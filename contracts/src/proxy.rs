//! # Bank Proxy
//!
//! The stable face of a bank deployment. The proxy owns the storage handle
//! and custody, and forwards each entry point to the active logic revision.
//! Upgrading swaps the revision; storage, address and custody stay put.
//!
//! ## Dispatch
//!
//! There is no dynamic dispatch. The active [`LogicVersion`] is read from
//! storage at the start of every call and matched:
//!
//! ```text
//! entry point ─► Call (overlay) ─► verified version ─┬─ V1 ─► bank_v1
//!                                                    └─ V2 ─► bank_v1 | bank_v2
//! ```
//!
//! Entry points a version does not provide fail `UnsupportedOperation`.
//!
//! ## Atomicity
//!
//! Each call runs in its own [`Call`]. On success the overlay commits and a
//! [`Receipt`] comes back. On any error the overlay is discarded and every
//! flush the call made is reverted, so ledger, roles and pause flag are
//! exactly as they were before the call.
//!
//! ## Upgrades
//!
//! [`BankProxy::upgrade_to`] is owner-gated and works while paused. The
//! target layout must extend the current one, and the stored layout
//! fingerprint must match the current version. Only the version and
//! fingerprint metadata are rewritten.

use std::sync::Arc;
use tracing::{error, info, warn};

use vaultbank_protocol::access::{self, Role, Roles};
use vaultbank_protocol::authorization::TransferAuthorization;
use vaultbank_protocol::config::BankConfig;
use vaultbank_protocol::pause::{self, PauseState};
use vaultbank_protocol::storage::{LogicVersion, Snapshot, StateTx, Store};
use vaultbank_protocol::vault::Custody;
use vaultbank_protocol::{Address, BankError, BankEvent, BankResult, Receipt};

use crate::call::Call;
use crate::view::BankView;
use crate::{bank_v1, bank_v2, meta};

/// Parameters for a fresh deployment.
#[derive(Debug, Clone, Copy, PartialEq, Eq)]
pub struct Deployment {
    /// Address the proxy holds custody under.
    pub address: Address,
    /// The deployer. Becomes owner.
    pub owner: Address,
    pub admin: Address,
}

/// A bank deployment: storage, custody, and the entry points.
pub struct BankProxy {
    store: Arc<dyn Store>,
    custody: Custody,
    config: BankConfig,
    address: Address,
}

impl BankProxy {
    /// Initializes empty storage at logic V1 with an empty ledger and the
    /// pause flag Active.
    pub fn deploy(
        store: Arc<dyn Store>,
        custody: Custody,
        config: BankConfig,
        deployment: Deployment,
    ) -> BankResult<(Self, Receipt)> {
        if deployment.address.is_zero() {
            return Err(BankError::InvalidAddress(
                "bank address cannot be zero".into(),
            ));
        }
        if meta::is_initialized(&Snapshot::new(store.as_ref()))? {
            return Err(BankError::AlreadyInitialized);
        }
        let roles = Roles::new(deployment.owner, deployment.admin)?;
        let version = LogicVersion::V1;

        let mut tx = StateTx::new(store.as_ref());
        meta::store_bank_address(&mut tx, &deployment.address)?;
        meta::store_version(&mut tx, version)?;
        access::store_roles(&mut tx, &roles)?;
        pause::store(&mut tx, PauseState::Active)?;
        tx.commit()?;

        let receipt = Receipt::new(
            "initialize",
            deployment.owner,
            vec![BankEvent::Initialized {
                owner: roles.owner,
                admin: roles.admin,
                version,
            }],
        );
        info!(
            bank = %deployment.address,
            owner = %roles.owner,
            admin = %roles.admin,
            %version,
            "bank deployed"
        );

        let proxy = Self {
            store,
            custody,
            config,
            address: deployment.address,
        };
        Ok((proxy, receipt))
    }

    /// Opens an existing deployment. Fails `NotInitialized` on empty
    /// storage and `IncompatibleLayout` if the stored layout fingerprint
    /// does not match the stored version.
    pub fn attach(store: Arc<dyn Store>, custody: Custody, config: BankConfig) -> BankResult<Self> {
        let snapshot = Snapshot::new(store.as_ref());
        let address = meta::bank_address(&snapshot)?;
        let version = meta::verified_version(&snapshot)?;
        info!(bank = %address, %version, "attached to bank storage");
        Ok(Self {
            store,
            custody,
            config,
            address,
        })
    }

    pub fn address(&self) -> Address {
        self.address
    }

    pub fn config(&self) -> &BankConfig {
        &self.config
    }

    pub fn custody(&self) -> &Custody {
        &self.custody
    }

    pub fn store(&self) -> Arc<dyn Store> {
        Arc::clone(&self.store)
    }

    /// Read-only queries.
    pub fn view(&self) -> BankView<'_> {
        BankView::new(self.store.as_ref(), &self.custody)
    }

    // -----------------------------------------------------------------------
    // Execution
    // -----------------------------------------------------------------------

    fn execute<F>(&self, operation: &'static str, caller: Address, body: F) -> BankResult<Receipt>
    where
        F: FnOnce(&mut Call<'_>, LogicVersion) -> BankResult<()>,
    {
        let mut call = Call::new(
            operation,
            caller,
            self.address,
            self.store.as_ref(),
            &self.custody,
            &self.config,
        );
        let outcome = call
            .logic_version()
            .and_then(|version| body(&mut call, version));

        match outcome {
            Ok(()) => {
                let events = call.commit()?;
                for event in &events {
                    log_event(operation, &caller, event);
                }
                Ok(Receipt::new(operation, caller, events))
            }
            Err(e) => {
                if let Err(revert) = call.rollback() {
                    error!(operation, error = %revert, "rollback failed");
                }
                warn!(operation, caller = %caller, kind = e.kind(), error = %e, "operation rejected");
                Err(e)
            }
        }
    }

    // -----------------------------------------------------------------------
    // Deposit / withdraw (all versions)
    // -----------------------------------------------------------------------

    pub fn deposit_native(&mut self, caller: Address, value: u64) -> BankResult<Receipt> {
        self.execute("deposit_native", caller, |call, version| match version {
            LogicVersion::V1 | LogicVersion::V2 => bank_v1::deposit_native(call, value),
        })
    }

    pub fn deposit_token(&mut self, caller: Address, token: Address, amount: u64) -> BankResult<Receipt> {
        self.execute("deposit_token", caller, |call, version| match version {
            LogicVersion::V1 | LogicVersion::V2 => bank_v1::deposit_token(call, token, amount),
        })
    }

    pub fn withdraw_native(&mut self, caller: Address, amount: u64) -> BankResult<Receipt> {
        self.execute("withdraw_native", caller, |call, version| match version {
            LogicVersion::V1 | LogicVersion::V2 => bank_v1::withdraw_native(call, amount),
        })
    }

    pub fn withdraw_token(&mut self, caller: Address, token: Address, amount: u64) -> BankResult<Receipt> {
        self.execute("withdraw_token", caller, |call, version| match version {
            LogicVersion::V1 | LogicVersion::V2 => bank_v1::withdraw_token(call, token, amount),
        })
    }

    // -----------------------------------------------------------------------
    // Transfers (V2)
    // -----------------------------------------------------------------------

    pub fn transfer_native(
        &mut self,
        caller: Address,
        from: Address,
        to: Address,
        amount: u64,
    ) -> BankResult<Receipt> {
        self.execute("transfer_native", caller, |call, version| match version {
            LogicVersion::V1 => Err(call.unsupported(version)),
            LogicVersion::V2 => bank_v2::transfer_native(call, from, to, amount),
        })
    }

    pub fn transfer_token(
        &mut self,
        caller: Address,
        from: Address,
        to: Address,
        token: Address,
        amount: u64,
    ) -> BankResult<Receipt> {
        self.execute("transfer_token", caller, |call, version| match version {
            LogicVersion::V1 => Err(call.unsupported(version)),
            LogicVersion::V2 => bank_v2::transfer_token(call, from, to, token, amount),
        })
    }

    pub fn transfer_native_external(
        &mut self,
        caller: Address,
        from: Address,
        to: Address,
        amount: u64,
    ) -> BankResult<Receipt> {
        self.execute("transfer_native_external", caller, |call, version| match version {
            LogicVersion::V1 => Err(call.unsupported(version)),
            LogicVersion::V2 => bank_v2::transfer_native_external(call, from, to, amount),
        })
    }

    pub fn transfer_token_external(
        &mut self,
        caller: Address,
        from: Address,
        to: Address,
        token: Address,
        amount: u64,
    ) -> BankResult<Receipt> {
        self.execute("transfer_token_external", caller, |call, version| match version {
            LogicVersion::V1 => Err(call.unsupported(version)),
            LogicVersion::V2 => bank_v2::transfer_token_external(call, from, to, token, amount),
        })
    }

    /// Relays a transfer signed by the `from` account. `caller` is the relayer.
    pub fn transfer_signed(
        &mut self,
        caller: Address,
        authorization: &TransferAuthorization,
    ) -> BankResult<Receipt> {
        self.execute("transfer_signed", caller, |call, version| match version {
            LogicVersion::V1 => Err(call.unsupported(version)),
            LogicVersion::V2 => bank_v2::transfer_signed(call, authorization),
        })
    }

    // -----------------------------------------------------------------------
    // Administration (all versions)
    // -----------------------------------------------------------------------

    pub fn pause(&mut self, caller: Address) -> BankResult<Receipt> {
        self.execute("pause", caller, |call, _| bank_v1::pause(call))
    }

    pub fn unpause(&mut self, caller: Address) -> BankResult<Receipt> {
        self.execute("unpause", caller, |call, _| bank_v1::unpause(call))
    }

    pub fn update_admin(&mut self, caller: Address, new_admin: Address) -> BankResult<Receipt> {
        self.execute("update_admin", caller, |call, _| {
            bank_v1::update_admin(call, new_admin)
        })
    }

    pub fn transfer_ownership(&mut self, caller: Address, new_owner: Address) -> BankResult<Receipt> {
        self.execute("transfer_ownership", caller, |call, _| {
            bank_v1::transfer_ownership(call, new_owner)
        })
    }

    /// Switches the active logic to `target`.
    pub fn upgrade_to(&mut self, caller: Address, target: LogicVersion) -> BankResult<Receipt> {
        self.execute("upgrade_to", caller, |call, current| {
            call.require(Role::Owner)?;
            target.layout().extends(current.layout())?;
            meta::store_version(&mut call.state, target)?;
            call.emit(BankEvent::Upgraded {
                from: current,
                to: target,
            });
            Ok(())
        })
    }
}

fn log_event(operation: &'static str, caller: &Address, event: &BankEvent) {
    match event {
        BankEvent::Deposit {
            account,
            asset,
            amount,
        }
        | BankEvent::Withdraw {
            account,
            asset,
            amount,
        } => info!(
            operation,
            caller = %caller,
            account = %account,
            %asset,
            amount,
            event = event.name(),
            "ledger updated"
        ),
        BankEvent::LedgerTransfer {
            from,
            to,
            asset,
            amount,
            external,
        } => info!(
            operation,
            caller = %caller,
            from = %from,
            to = %to,
            %asset,
            amount,
            external,
            "ledger transfer"
        ),
        BankEvent::Upgraded { from, to } => info!(
            operation,
            caller = %caller,
            from = %from,
            to = %to,
            "logic upgraded"
        ),
        other => info!(operation, caller = %caller, event = other.name(), "bank state changed"),
    }
}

▸ Problem requirements: From the data above, return every line from the line that has "the storage handle" up to and including the line that has "ledger and the", exactly.

▸ Exercise answer:
//! The stable face of a bank deployment. The proxy owns the storage handle
//! and custody, and forwards each entry point to the active logic revision.
//! Upgrading swaps the revision; storage, address and custody stay put.
//!
//! ## Dispatch
//!
//! There is no dynamic dispatch. The active [`LogicVersion`] is read from
//! storage at the start of every call and matched:
//!
//! ```text
//! entry point ─► Call (overlay) ─► verified version ─┬─ V1 ─► bank_v1
//!                                                    └─ V2 ─► bank_v1 | bank_v2
//! ```
//!
//! Entry points a version does not provide fail `UnsupportedOperation`.
//!
//! ## Atomicity
//!
//! Each call runs in its own [`Call`]. On success the overlay commits and a
//! [`Receipt`] comes back. On any error the overlay is discarded and every
//! flush the call made is reverted, so ledger, roles and pause flag are
//! exactly as they were before the call.
//!
//! ## Upgrades
//!
//! [`BankProxy::upgrade_to`] is owner-gated and works while paused. The
//! target layout must extend the current one, and the stored layout
//! fingerprint must match the current version. Only the version and
//! fingerprint metadata are rewritten.

use std::sync::Arc;
use tracing::{error, info, warn};

use vaultbank_protocol::access::{self, Role, Roles};
use vaultbank_protocol::authorization::TransferAuthorization;
use vaultbank_protocol::config::BankConfig;
use vaultbank_protocol::pause::{self, PauseState};
use vaultbank_protocol::storage::{LogicVersion, Snapshot, StateTx, Store};
use vaultbank_protocol::vault::Custody;
use vaultbank_protocol::{Address, BankError, BankEvent, BankResult, Receipt};

use crate::call::Call;
use crate::view::BankView;
use crate::{bank_v1, bank_v2, meta};

/// Parameters for a fresh deployment.
#[derive(Debug, Clone, Copy, PartialEq, Eq)]
pub struct Deployment {
    /// Address the proxy holds custody under.
    pub address: Address,
    /// The deployer. Becomes owner.
    pub owner: Address,
    pub admin: Address,
}

/// A bank deployment: storage, custody, and the entry points.
pub struct BankProxy {
    store: Arc<dyn Store>,
    custody: Custody,
    config: BankConfig,
    address: Address,
}

impl BankProxy {
    /// Initializes empty storage at logic V1 with an empty ledger and the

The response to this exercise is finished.